Detailed Description

Not available

Recruitment & Eligibility

Status
Pending
Sex
Not specified
Target Recruitment
400
Inclusion Criteria

1. Age ≥ 75 years;

2. Current antihypertensive treatment;

Exclusion Criteria

1. A history of myocardial infarction, stroke, coronary reperfusion procedures (CABG/PCI) < 3 years;

2. Heart failure requiring antihypertensive medication.

Study & Design

Study Type
Interventional
Study Design
Not specified
Primary Outcome Measures
NameTimeMethod
Primary outcome is the change in the compound cognitive score between baseline and follow-up at 4 months after randomisation (At baseline and at 4 months follow-up, from all patients a number of cognitive measurements will be obtained: MMSE, for global cognitive functioning, Stroop-Colour Word Test (SCWT) and Trail Making Test (TMT) for executive functioning, 15-Word Verbal Learing Test (15-WVLT) and Visual Association Test (VAT) for (immediate and delayed) verbal and picture memory, and Letter-Digit Substitution Test (LDST) for psychomotor speed.

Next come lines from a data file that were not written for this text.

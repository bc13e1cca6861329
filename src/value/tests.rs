use super::*;
use crate::schema::{LogicalAnnotation, TimeUnit};
use parquet::basic::Type as PhysicalType;
use parquet::data_type::{ByteArray, FixedLenByteArray};
use proptest::prelude::*;

fn target(physical_type: PhysicalType, annotation: LogicalAnnotation, fixed_length: Option<i32>) -> ColumnTarget<'static> {
    ColumnTarget {
        column: "col",
        physical_type,
        annotation,
        fixed_length,
    }
}

fn bytes_of(cell: &ColumnCell) -> Vec<u8> {
    match cell {
        ColumnCell::ByteArray(v) => v.data().to_vec(),
        ColumnCell::FixedLenByteArray(v) => v.data().to_vec(),
        other => panic!("not a byte cell: {other:?}"),
    }
}

#[test]
fn test_integers_follow_column_width() {
    let t = target(PhysicalType::INT64, LogicalAnnotation::None, None);
    assert_eq!(coerce(&RawValue::from(7), &t).unwrap(), ColumnCell::Int64(7));

    let t = target(PhysicalType::INT32, LogicalAnnotation::None, None);
    assert_eq!(coerce(&RawValue::from(-3), &t).unwrap(), ColumnCell::Int32(-3));
    assert!(matches!(
        coerce(&RawValue::from(i64::MAX), &t),
        Err(ValueError::OutOfRange { .. })
    ));

    let t = target(PhysicalType::DOUBLE, LogicalAnnotation::None, None);
    assert_eq!(coerce(&RawValue::from(2), &t).unwrap(), ColumnCell::Double(2.0));

    let t = target(PhysicalType::FLOAT, LogicalAnnotation::None, None);
    assert_eq!(coerce(&RawValue::from(1.5), &t).unwrap(), ColumnCell::Float(1.5));
}

#[test]
fn test_integral_float_into_int_column() {
    let t = target(PhysicalType::INT32, LogicalAnnotation::None, None);
    assert_eq!(coerce(&RawValue::from(3.0), &t).unwrap(), ColumnCell::Int32(3));
    assert!(matches!(
        coerce(&RawValue::from(3.5), &t),
        Err(ValueError::UnsupportedType { .. })
    ));
}

#[test]
fn test_integer_annotation_ranges() {
    let int8 = target(
        PhysicalType::INT32,
        LogicalAnnotation::Int { bit_width: 8, signed: true },
        None,
    );
    assert_eq!(coerce(&RawValue::from(-128), &int8).unwrap(), ColumnCell::Int32(-128));
    assert!(coerce(&RawValue::from(128), &int8).is_err());

    let uint32 = target(
        PhysicalType::INT32,
        LogicalAnnotation::Int { bit_width: 32, signed: false },
        None,
    );
    assert_eq!(
        coerce(&RawValue::Integer(u32::MAX as i128), &uint32).unwrap(),
        ColumnCell::Int32(-1)
    );
    assert!(coerce(&RawValue::from(-1), &uint32).is_err());

    let uint64 = target(
        PhysicalType::INT64,
        LogicalAnnotation::Int { bit_width: 64, signed: false },
        None,
    );
    assert_eq!(
        coerce(&RawValue::Integer(u64::MAX as i128), &uint64).unwrap(),
        ColumnCell::Int64(-1)
    );
}

#[test]
fn test_boolean_and_mismatch() {
    let t = target(PhysicalType::BOOLEAN, LogicalAnnotation::None, None);
    assert_eq!(coerce(&RawValue::from(true), &t).unwrap(), ColumnCell::Boolean(true));

    let err = coerce(&RawValue::from("yes"), &t).unwrap_err();
    match err {
        ValueError::UnsupportedType { column, value_type, .. } => {
            assert_eq!(column, "col");
            assert_eq!(value_type, "text");
        }
        other => panic!("unexpected error: {other}"),
    }
}

#[test]
fn test_null_is_never_coerced() {
    let t = target(PhysicalType::INT32, LogicalAnnotation::None, None);
    assert!(matches!(
        coerce(&RawValue::Null, &t),
        Err(ValueError::UnsupportedType { value_type: "null", .. })
    ));
}

#[test]
fn test_text_and_bytes_into_binary() {
    let t = target(PhysicalType::BYTE_ARRAY, LogicalAnnotation::String, None);
    assert_eq!(
        coerce(&RawValue::from("héllo"), &t).unwrap(),
        ColumnCell::ByteArray(ByteArray::from("héllo".as_bytes().to_vec()))
    );

    let t = target(PhysicalType::BYTE_ARRAY, LogicalAnnotation::None, None);
    let raw = RawValue::Bytes(vec![0, 1, 255]);
    assert_eq!(bytes_of(&coerce(&raw, &t).unwrap()), vec![0, 1, 255]);
}

#[test]
fn test_json_leaf_accepts_objects() {
    let t = target(PhysicalType::BYTE_ARRAY, LogicalAnnotation::Json, None);
    let raw = RawValue::from(serde_json::json!({"a": [1, 2]}));
    assert_eq!(bytes_of(&coerce(&raw, &t).unwrap()), br#"{"a":[1,2]}"#.to_vec());

    let plain = target(PhysicalType::BYTE_ARRAY, LogicalAnnotation::String, None);
    assert!(coerce(&raw, &plain).is_err());
}

#[test]
fn test_fixed_length_is_checked() {
    let t = target(PhysicalType::FIXED_LEN_BYTE_ARRAY, LogicalAnnotation::None, Some(4));
    assert_eq!(
        coerce(&RawValue::from("abcd"), &t).unwrap(),
        ColumnCell::FixedLenByteArray(FixedLenByteArray::from(b"abcd".to_vec()))
    );
    assert!(matches!(
        coerce(&RawValue::from("abc"), &t),
        Err(ValueError::LengthMismatch { expected: 4, actual: 3, .. })
    ));
}

#[test]
fn test_uuid_decoding() {
    let t = target(PhysicalType::FIXED_LEN_BYTE_ARRAY, LogicalAnnotation::Uuid, Some(16));
    let cell = coerce(&RawValue::from("00112233445566778899AABBCCDDEEFF"), &t).unwrap();
    assert_eq!(
        bytes_of(&cell),
        vec![0x00, 0x11, 0x22, 0x33, 0x44, 0x55, 0x66, 0x77, 0x88, 0x99, 0xAA, 0xBB, 0xCC, 0xDD, 0xEE, 0xFF]
    );

    for bad in ["0011", "00112233-4455-6677-8899-aabbccddeeff", "zz112233445566778899aabbccddeeff"] {
        assert!(
            matches!(coerce(&RawValue::from(bad), &t), Err(ValueError::InvalidUuid { .. })),
            "{bad} should be rejected"
        );
    }
}

#[test]
fn test_decimal_text_and_integer_share_bytes() {
    let t = target(
        PhysicalType::BYTE_ARRAY,
        LogicalAnnotation::Decimal { precision: 10, scale: 2 },
        None,
    );
    let from_text = coerce(&RawValue::from("123.45"), &t).unwrap();
    let from_float = coerce(&RawValue::from(123.45), &t).unwrap();
    let unscaled = decimal::to_minimal_be_bytes(12345);

    assert_eq!(bytes_of(&from_text), vec![0x30, 0x39]);
    assert_eq!(bytes_of(&from_text), unscaled);
    assert_eq!(bytes_of(&from_float), unscaled);
}

#[test]
fn test_decimal_storage_widths() {
    let decimal = LogicalAnnotation::Decimal { precision: 9, scale: 2 };

    let t = target(PhysicalType::INT32, decimal, None);
    assert_eq!(coerce(&RawValue::from(5), &t).unwrap(), ColumnCell::Int32(500));

    let t = target(PhysicalType::INT64, decimal, None);
    assert_eq!(coerce(&RawValue::from("-1.005"), &t).unwrap(), ColumnCell::Int64(-101));

    let t = target(PhysicalType::FIXED_LEN_BYTE_ARRAY, decimal, Some(4));
    assert_eq!(
        bytes_of(&coerce(&RawValue::from("-1"), &t).unwrap()),
        vec![0xFF, 0xFF, 0xFF, 0x9C]
    );

    assert!(matches!(
        coerce(&RawValue::from("12345678.9"), &t),
        Err(ValueError::DecimalOverflow { precision: 9, .. })
    ));
    assert!(matches!(
        coerce(&RawValue::from("1.2.3"), &t),
        Err(ValueError::InvalidDecimal { .. })
    ));
}

#[test]
fn test_decimal_parsing() {
    assert_eq!(decimal::parse_unscaled("123.45", 2), Ok(12345));
    assert_eq!(decimal::parse_unscaled("1.2345e2", 2), Ok(12345));
    assert_eq!(decimal::parse_unscaled("0.125", 2), Ok(13));
    assert_eq!(decimal::parse_unscaled("-0.125", 2), Ok(-13));
    assert_eq!(decimal::parse_unscaled("+7", 0), Ok(7));
    assert_eq!(decimal::parse_unscaled(".5", 1), Ok(5));
    assert_eq!(decimal::parse_unscaled("", 2), Err(decimal::DecimalError::Malformed));
    assert_eq!(decimal::parse_unscaled("abc", 2), Err(decimal::DecimalError::Malformed));
}

#[test]
fn test_decimal_extreme_exponents_overflow() {
    assert_eq!(
        decimal::parse_unscaled("1e9223372036854775807", 2),
        Err(decimal::DecimalError::Overflow)
    );
    assert_eq!(
        decimal::parse_unscaled("1.5e-9223372036854775808", 2),
        Err(decimal::DecimalError::Overflow)
    );
    // Large but representable shifts still round normally
    assert_eq!(decimal::parse_unscaled("1.5e-400", 2), Ok(0));

    let t = target(
        PhysicalType::FIXED_LEN_BYTE_ARRAY,
        LogicalAnnotation::Decimal { precision: 10, scale: 2 },
        Some(8),
    );
    for text in ["1e9223372036854775807", "1.5e-9223372036854775808"] {
        assert!(matches!(
            coerce(&RawValue::from(text), &t),
            Err(ValueError::DecimalOverflow { precision: 10, .. })
        ));
    }
}

#[test]
fn test_minimal_be_bytes() {
    assert_eq!(decimal::to_minimal_be_bytes(0), vec![0x00]);
    assert_eq!(decimal::to_minimal_be_bytes(127), vec![0x7F]);
    assert_eq!(decimal::to_minimal_be_bytes(128), vec![0x00, 0x80]);
    assert_eq!(decimal::to_minimal_be_bytes(-1), vec![0xFF]);
    assert_eq!(decimal::to_minimal_be_bytes(-128), vec![0x80]);
    assert_eq!(decimal::to_minimal_be_bytes(-129), vec![0xFF, 0x7F]);
    assert_eq!(decimal::to_fixed_be_bytes(256, 1), None);
}

#[test]
fn test_float16_reference_values() {
    use float16::f32_to_f16_bits;

    assert_eq!(f32_to_f16_bits(0.0), 0x0000);
    assert_eq!(f32_to_f16_bits(-0.0), 0x8000);
    assert_eq!(f32_to_f16_bits(1.0), 0x3C00);
    assert_eq!(f32_to_f16_bits(-2.0), 0xC000);
    assert_eq!(f32_to_f16_bits(65504.0), 0x7BFF);
    assert_eq!(f32_to_f16_bits(1.0e6), 0x7C00);
    assert_eq!(f32_to_f16_bits(-1.0e6), 0xFC00);
    assert_eq!(f32_to_f16_bits(f32::INFINITY), 0x7C00);
    assert_eq!(f32_to_f16_bits(f32::NEG_INFINITY), 0xFC00);
    assert_eq!(f32_to_f16_bits(f32::NAN) & 0x7E00, 0x7E00);
    assert_eq!(f32_to_f16_bits(-f32::NAN) & 0x8000, 0x8000);
    // Smallest subnormal
    assert_eq!(f32_to_f16_bits(5.960_464_5e-8), 0x0001);
    // Halfway between 1.0 and the next half: ties to even
    assert_eq!(f32_to_f16_bits(1.0 + 2f32.powi(-11)), 0x3C00);
    assert_eq!(f32_to_f16_bits(1.0 + 3.0 * 2f32.powi(-11)), 0x3C02);
}

#[test]
fn test_float16_cell_is_little_endian() {
    let t = target(PhysicalType::FIXED_LEN_BYTE_ARRAY, LogicalAnnotation::Float16, Some(2));
    assert_eq!(bytes_of(&coerce(&RawValue::from(1.0), &t).unwrap()), vec![0x00, 0x3C]);
    assert_eq!(bytes_of(&coerce(&RawValue::from(-2), &t).unwrap()), vec![0x00, 0xC0]);
}

#[test]
fn test_temporal_text() {
    let date = target(PhysicalType::INT32, LogicalAnnotation::Date, None);
    assert_eq!(coerce(&RawValue::from("1970-01-11"), &date).unwrap(), ColumnCell::Int32(10));
    assert_eq!(coerce(&RawValue::from(10), &date).unwrap(), ColumnCell::Int32(10));
    assert!(matches!(
        coerce(&RawValue::from("11/01/1970"), &date),
        Err(ValueError::InvalidTemporal { .. })
    ));

    let time = target(PhysicalType::INT32, LogicalAnnotation::Time(TimeUnit::Millis), None);
    assert_eq!(
        coerce(&RawValue::from("01:00:00.250"), &time).unwrap(),
        ColumnCell::Int32(3_600_250)
    );

    let ts = target(PhysicalType::INT64, LogicalAnnotation::Timestamp(TimeUnit::Micros), None);
    assert_eq!(
        coerce(&RawValue::from("1970-01-01T00:00:01+00:00"), &ts).unwrap(),
        ColumnCell::Int64(1_000_000)
    );
    assert_eq!(
        coerce(&RawValue::from("1970-01-01T01:00:00+01:00"), &ts).unwrap(),
        ColumnCell::Int64(0)
    );
    assert_eq!(
        coerce(&RawValue::from("1970-01-01 00:00:02"), &ts).unwrap(),
        ColumnCell::Int64(2_000_000)
    );
}

#[test]
fn test_int96_from_nanos() {
    let t = target(PhysicalType::INT96, LogicalAnnotation::None, None);
    let cell = coerce(&RawValue::from(1_000_000_000i64), &t).unwrap();
    match cell {
        ColumnCell::Int96(value) => assert_eq!(value.data(), &[1_000_000_000, 0, 2_440_588]),
        other => panic!("unexpected cell {other:?}"),
    }

    let text = coerce(&RawValue::from("1970-01-02T00:00:00Z"), &t).unwrap();
    match text {
        ColumnCell::Int96(value) => assert_eq!(value.data(), &[0, 0, 2_440_589]),
        other => panic!("unexpected cell {other:?}"),
    }
}

#[test]
fn test_raw_value_from_json() {
    let raw = RawValue::from(serde_json::json!({
        "a": 1,
        "b": [true, null],
        "c": 18446744073709551615u64,
        "d": 0.5
    }));
    assert_eq!(raw.get("a"), Some(&RawValue::Integer(1)));
    assert_eq!(
        raw.get("b"),
        Some(&RawValue::Array(vec![RawValue::Boolean(true), RawValue::Null]))
    );
    assert_eq!(raw.get("c"), Some(&RawValue::Integer(u64::MAX as i128)));
    assert_eq!(raw.get("d"), Some(&RawValue::Float(0.5)));
    assert_eq!(raw.get("missing"), None);
}

proptest! {
    #[test]
    fn prop_uuid_hex_round_trips(bytes in proptest::array::uniform16(any::<u8>())) {
        let hex = encode_uuid_hex(&bytes);
        prop_assert_eq!(hex.len(), 32);
        let decoded = decode_uuid_hex(&hex, "col").unwrap();
        prop_assert_eq!(encode_uuid_hex(&decoded), hex.clone());

        let upper = decode_uuid_hex(&hex.to_uppercase(), "col").unwrap();
        prop_assert_eq!(encode_uuid_hex(&upper), hex);
    }

    #[test]
    fn prop_float16_is_nearest_even(value in -65504.0f32..65504.0f32) {
        prop_assert_eq!(float16::f32_to_f16_bits(value), nearest_half(value));
    }

    #[test]
    fn prop_decimal_text_matches_integer(unscaled in -999_999_999i64..999_999_999i64) {
        let text = format!("{}.{:02}", unscaled / 100, (unscaled % 100).abs());
        let text = if unscaled < 0 && unscaled / 100 == 0 { format!("-{text}") } else { text };
        prop_assert_eq!(decimal::parse_unscaled(&text, 2), Ok(unscaled as i128));
    }
}

/// Reference binary16 rounding: nearest finite half value, ties to even bits
fn nearest_half(value: f32) -> u16 {
    let magnitude = value.abs() as f64;
    let table: Vec<f64> = (0u16..=0x7BFF).map(|bits| float16::f16_bits_to_f32(bits) as f64).collect();
    let idx = table.partition_point(|&h| h < magnitude);
    let bits = if idx == 0 {
        0
    } else if idx == table.len() {
        0x7BFF
    } else {
        let (lo, hi) = ((idx - 1) as u16, idx as u16);
        let (d_lo, d_hi) = (magnitude - table[idx - 1], table[idx] - magnitude);
        if d_lo < d_hi || (d_lo == d_hi && lo % 2 == 0) {
            lo
        } else {
            hi
        }
    };
    if value.is_sign_negative() {
        bits | 0x8000
    } else {
        bits
    }
}
use anyhow::Result;
use std::path::PathBuf;

use parquetify::job::JobSpec;

/// Print the message schema and leaf levels a job declares
pub fn run(job: PathBuf) -> Result<()> {
    let spec = JobSpec::from_path(&job)?;
    let schema = spec.message_schema()?;

    print!("{}", schema.to_message_string());
    println!();
    println!("Columns:");
    for (i, leaf) in schema.leaves().iter().enumerate() {
        println!(
            "  {:3}. {} ({}, max def {}, max rep {})",
            i + 1,
            leaf.path,
            leaf.physical_type,
            leaf.max_def_level,
            leaf.max_rep_level
        );
    }
    Ok(())
}
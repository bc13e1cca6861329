use anyhow::{Context, Result};
use std::fs::File;
use std::path::{Path, PathBuf};

use arrow::util::pretty::pretty_format_batches;
use parquet::arrow::arrow_reader::ParquetRecordBatchReaderBuilder;
use parquet::file::reader::{FileReader, SerializedFileReader};

/// Display information about a Parquet file
pub fn run(file: PathBuf, head: Option<usize>) -> Result<()> {
    if !file.exists() {
        anyhow::bail!("File does not exist: {}", file.display());
    }

    let file_handle = File::open(&file).context("Failed to open file")?;
    let reader = SerializedFileReader::new(file_handle).context("Failed to read Parquet file")?;

    let metadata = reader.metadata();
    let file_metadata = metadata.file_metadata();
    let schema = file_metadata.schema_descr();

    println!("Parquet File Information");
    println!("========================");
    println!("File: {}", file.display());
    if let Some(created_by) = file_metadata.created_by() {
        println!("Created by: {}", created_by);
    }
    println!("Format version: {}", file_metadata.version());
    println!();

    println!("File Statistics:");
    println!("  Row groups: {}", metadata.num_row_groups());
    println!("  Total rows: {}", file_metadata.num_rows());
    println!("  Schema columns: {}", schema.num_columns());
    println!();

    if let Some(kv_metadata) = file_metadata.key_value_metadata() {
        println!("Metadata Keys:");
        for kv in kv_metadata {
            let value_preview = kv
                .value
                .as_ref()
                .map(|v| {
                    if v.chars().count() > 100 {
                        format!("{}... ({} bytes)", v.chars().take(100).collect::<String>(), v.len())
                    } else {
                        v.clone()
                    }
                })
                .unwrap_or_else(|| "<null>".to_string());
            println!("  {}: {}", kv.key, value_preview);
        }
        println!();
    }

    // Chunk properties are taken from the first row group
    println!("Columns:");
    let first_group = (metadata.num_row_groups() > 0).then(|| metadata.row_group(0));
    for i in 0..schema.num_columns() {
        let col = schema.column(i);
        print!("  {:3}. {} ({})", i + 1, col.path(), col.physical_type());
        if let Some(chunk) = first_group.map(|group| group.column(i)) {
            let encodings: Vec<String> = chunk.encodings().iter().map(|e| e.to_string()).collect();
            print!(" codec={} encodings=[{}]", chunk.compression(), encodings.join(","));
            if chunk.bloom_filter_offset().is_some() {
                print!(" bloom");
            }
        }
        println!();
    }

    if let Some(rows) = head {
        println!();
        print_head(&file, rows)?;
    }

    Ok(())
}

fn print_head(file: &Path, rows: usize) -> Result<()> {
    let file_handle = File::open(file).context("Failed to open file")?;
    let reader = ParquetRecordBatchReaderBuilder::try_new(file_handle)
        .context("Failed to read Parquet file")?
        .with_batch_size(rows.max(1))
        .with_limit(rows)
        .build()
        .context("Failed to build record batch reader")?;

    let batches = reader
        .collect::<std::result::Result<Vec<_>, _>>()
        .context("Failed to decode rows")?;
    println!("First {} rows:", rows);
    println!("{}", pretty_format_batches(&batches)?);
    Ok(())
}
use crate::cli::{Commands, OutputFormat};
use crate::config::{parse_clusters, DiscoveryConfig};
use crate::discovery::{DiscoveredNode, DiscoveryResolver};
use crate::snapshot::SnapshotBackend;
use crate::Result;
use std::path::{Path, PathBuf};
use std::sync::Arc;
use tracing::info;

pub async fn handle_command(command: Commands, config_path: Option<PathBuf>) -> Result<()> {
    match command {
        Commands::Discover {
            snapshot,
            clusters,
            port,
            format,
        } => {
            let config = effective_config(config_path.as_deref(), clusters.as_deref(), port)?;
            handle_discover(config, &snapshot, format).await
        }
        Commands::Config => {
            let config = effective_config(config_path.as_deref(), None, None)?;
            print!("{}", serde_yaml::to_string(&config)?);
            Ok(())
        }
    }
}

/// Loads the config file if given, then applies command-line overrides.
pub fn effective_config(
    config_path: Option<&Path>,
    clusters: Option<&str>,
    port: Option<u16>,
) -> Result<DiscoveryConfig> {
    let mut config = match config_path {
        Some(path) => {
            info!("Loading config from {}", path.display());
            DiscoveryConfig::from_yaml_file(path)?
        }
        None => DiscoveryConfig::default(),
    };

    if let Some(raw) = clusters {
        config.clusters = parse_clusters(raw)?;
    }
    if let Some(port) = port {
        config.service_port = port;
    }

    config.validate()?;
    Ok(config)
}

async fn handle_discover(
    config: DiscoveryConfig,
    snapshot: &Path,
    format: OutputFormat,
) -> Result<()> {
    info!(
        "Discovering port {} in clusters: {}",
        config.service_port,
        config.clusters.join(", ")
    );

    let backend = Arc::new(SnapshotBackend::load(snapshot)?);
    let resolver = DiscoveryResolver::new(config, backend.clone(), backend);

    let nodes = resolver.discover_nodes().await?;
    println!("{}", render_nodes(&nodes, format)?);

    Ok(())
}

pub fn render_nodes(nodes: &[DiscoveredNode], format: OutputFormat) -> Result<String> {
    match format {
        OutputFormat::Text => Ok(nodes
            .iter()
            .map(ToString::to_string)
            .collect::<Vec<_>>()
            .join("\n")),
        OutputFormat::Json => Ok(serde_json::to_string_pretty(nodes)?),
    }
}

#[cfg(test)]
mod tests {
    use super::*;

    #[test]
    fn test_overrides_apply_over_defaults() {
        let config = effective_config(None, Some("a,b"), Some(6000)).unwrap();
        assert_eq!(config.clusters, vec!["a", "b"]);
        assert_eq!(config.service_port, 6000);
    }

    #[test]
    fn test_zero_port_override_rejected() {
        assert!(effective_config(None, None, Some(0)).is_err());
    }

    #[test]
    fn test_render_text_and_json() {
        let nodes = vec![
            DiscoveredNode::new("10.0.0.5".parse().unwrap(), 32768),
            DiscoveredNode::new("10.0.0.6".parse().unwrap(), 32769),
        ];

        assert_eq!(
            render_nodes(&nodes, OutputFormat::Text).unwrap(),
            "10.0.0.5:32768\n10.0.0.6:32769"
        );

        let json = render_nodes(&nodes, OutputFormat::Json).unwrap();
        let parsed: Vec<DiscoveredNode> = serde_json::from_str(&json).unwrap();
        assert_eq!(parsed, nodes);
    }
}
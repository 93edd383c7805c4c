use crate::ec2::{private_ip_of, VmInventory};
use crate::ecs::{ClusterLookup, ContainerInstanceStatus, Orchestrator};
use crate::Result;
use std::collections::HashMap;
use tracing::{debug, warn};

/// Container instance ARN -> private IP of the backing EC2 instance.
///
/// Built fresh for each cluster on every discovery call.
#[derive(Debug, Clone, Default, PartialEq, Eq)]
pub struct InstanceIpIndex {
    inner: HashMap<String, String>,
}

impl InstanceIpIndex {
    pub fn new() -> Self {
        Self::default()
    }

    pub fn insert(&mut self, container_instance_arn: String, private_ip: String) {
        self.inner.insert(container_instance_arn, private_ip);
    }

    pub fn get(&self, container_instance_arn: &str) -> Option<&str> {
        self.inner.get(container_instance_arn).map(String::as_str)
    }

    pub fn len(&self) -> usize {
        self.inner.len()
    }

    pub fn is_empty(&self) -> bool {
        self.inner.is_empty()
    }
}

/// Maps every ACTIVE container instance in `cluster` to its private IP.
///
/// One EC2 lookup is issued per container instance. A missing cluster is
/// logged and yields an empty index.
pub async fn collect_instance_ips<O, V>(
    orchestrator: &O,
    inventory: &V,
    cluster: &str,
) -> Result<InstanceIpIndex>
where
    O: Orchestrator + ?Sized,
    V: VmInventory + ?Sized,
{
    match lookup_instance_ips(orchestrator, inventory, cluster).await? {
        ClusterLookup::Found(index) => Ok(index),
        ClusterLookup::ClusterNotFound => {
            warn!("ECS cluster {} was not found", cluster);
            Ok(InstanceIpIndex::new())
        }
    }
}

pub(crate) async fn lookup_instance_ips<O, V>(
    orchestrator: &O,
    inventory: &V,
    cluster: &str,
) -> Result<ClusterLookup<InstanceIpIndex>>
where
    O: Orchestrator + ?Sized,
    V: VmInventory + ?Sized,
{
    let mut index = InstanceIpIndex::new();

    let arns = match orchestrator
        .list_container_instances(cluster, ContainerInstanceStatus::Active)
        .await?
    {
        ClusterLookup::Found(arns) => arns,
        ClusterLookup::ClusterNotFound => return Ok(ClusterLookup::ClusterNotFound),
    };

    if arns.is_empty() {
        debug!("No active container instances in cluster {}", cluster);
        return Ok(ClusterLookup::Found(index));
    }

    let instances = match orchestrator
        .describe_container_instances(cluster, &arns)
        .await?
    {
        ClusterLookup::Found(instances) => instances,
        ClusterLookup::ClusterNotFound => return Ok(ClusterLookup::ClusterNotFound),
    };

    for instance in instances {
        let reservations = inventory.describe_instance(&instance.ec2_instance_id).await?;
        let ip = private_ip_of(&reservations, &instance.ec2_instance_id)?;

        debug!(
            "Mapped container instance {} -> {} ({})",
            instance.container_instance_arn, ip, instance.ec2_instance_id
        );

        index.insert(instance.container_instance_arn, ip);
    }

    Ok(ClusterLookup::Found(index))
}
pub mod client;
pub mod types;

pub use client::{private_ip_of, VmInventory};
pub use types::{Instance, Reservation};
use clap::Parser;
use ecs_discovery::cli::{commands, Cli};
use std::process;
use tracing::{debug, Level};
use tracing_subscriber::FmtSubscriber;

#[tokio::main]
async fn main() {
    let cli = Cli::parse();

    let log_level = if cli.verbose {
        Level::DEBUG
    } else {
        Level::INFO
    };

    let subscriber = FmtSubscriber::builder()
        .with_max_level(log_level)
        .with_writer(std::io::stderr)
        .finish();

    tracing::subscriber::set_global_default(subscriber).expect("Failed to set tracing subscriber");

    debug!("Starting ecs-discovery v{}", env!("CARGO_PKG_VERSION"));

    let result = match cli.command {
        Some(command) => commands::handle_command(command, cli.config).await,
        None => {
            eprintln!("No command specified. Use --help for usage information.");
            process::exit(1);
        }
    };

    if let Err(e) = result {
        eprintln!("Error: {}", e);
        process::exit(1);
    }
}
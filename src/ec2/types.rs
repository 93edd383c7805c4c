use serde::{Deserialize, Serialize};

#[derive(Debug, Clone, PartialEq, Eq, Default, Serialize, Deserialize)]
pub struct Reservation {
    #[serde(default)]
    pub instances: Vec<Instance>,
}

#[derive(Debug, Clone, PartialEq, Eq, Serialize, Deserialize)]
pub struct Instance {
    pub instance_id: String,
    pub private_ip_address: Option<String>,
}
use crate::ecs::{ClusterLookup, NetworkBinding, Orchestrator, Task};
use crate::Result;
use tracing::{debug, warn};

/// Lists the tasks of `cluster` whose last status is exactly `RUNNING`.
///
/// A missing cluster is logged and yields no tasks.
pub async fn collect_running_tasks<O>(orchestrator: &O, cluster: &str) -> Result<Vec<Task>>
where
    O: Orchestrator + ?Sized,
{
    match lookup_running_tasks(orchestrator, cluster).await? {
        ClusterLookup::Found(tasks) => Ok(tasks),
        ClusterLookup::ClusterNotFound => {
            warn!("ECS cluster {} was not found", cluster);
            Ok(Vec::new())
        }
    }
}

/// No describe call is made when the cluster has no tasks.
pub(crate) async fn lookup_running_tasks<O>(
    orchestrator: &O,
    cluster: &str,
) -> Result<ClusterLookup<Vec<Task>>>
where
    O: Orchestrator + ?Sized,
{
    let task_arns = match orchestrator.list_tasks(cluster).await? {
        ClusterLookup::Found(arns) => arns,
        ClusterLookup::ClusterNotFound => return Ok(ClusterLookup::ClusterNotFound),
    };

    if task_arns.is_empty() {
        debug!("No tasks in cluster {}", cluster);
        return Ok(ClusterLookup::Found(Vec::new()));
    }

    let tasks = match orchestrator.describe_tasks(cluster, &task_arns).await? {
        ClusterLookup::Found(tasks) => tasks,
        ClusterLookup::ClusterNotFound => return Ok(ClusterLookup::ClusterNotFound),
    };

    let running: Vec<Task> = tasks.into_iter().filter(Task::is_running).collect();

    debug!(
        "{} of {} tasks running in cluster {}",
        running.len(),
        task_arns.len(),
        cluster
    );

    Ok(ClusterLookup::Found(running))
}

/// Every binding across the task's containers whose container port is `port`,
/// in container then binding order.
pub fn matching_bindings(task: &Task, port: u16) -> Vec<&NetworkBinding> {
    task.containers
        .iter()
        .flat_map(|container| container.network_bindings.iter())
        .filter(|binding| binding.container_port == port)
        .collect()
}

The six aforementioned cognitive tests will be combined in a cognitive compound score.
Secondary Outcome Measures
NameTimeMethod
At baseline and at 4 months follow-up, moreover, the Neuropsychiatric Inventory (NPI) will be carried out for, among others, assessment of depression and apathy (Cummings et al., 1994). Furthermore, general daily functioning will be assessed with the Groningen Activity Restriction Scale (GARS) (Kempen et al., 1996) and quality of life with Cantril’s ladder (Cantril, 1965). Secondary outcome measures are the change in the four separate cognitive domains (global cognitive functioning, executive functioning, (immediate and delayed) memory and psychomotor speed; the change in depressive symptoms and apathy as assessed with the NPI; physical functioning as assessed with the GARS, and quality of life according to Cantril’s ladder.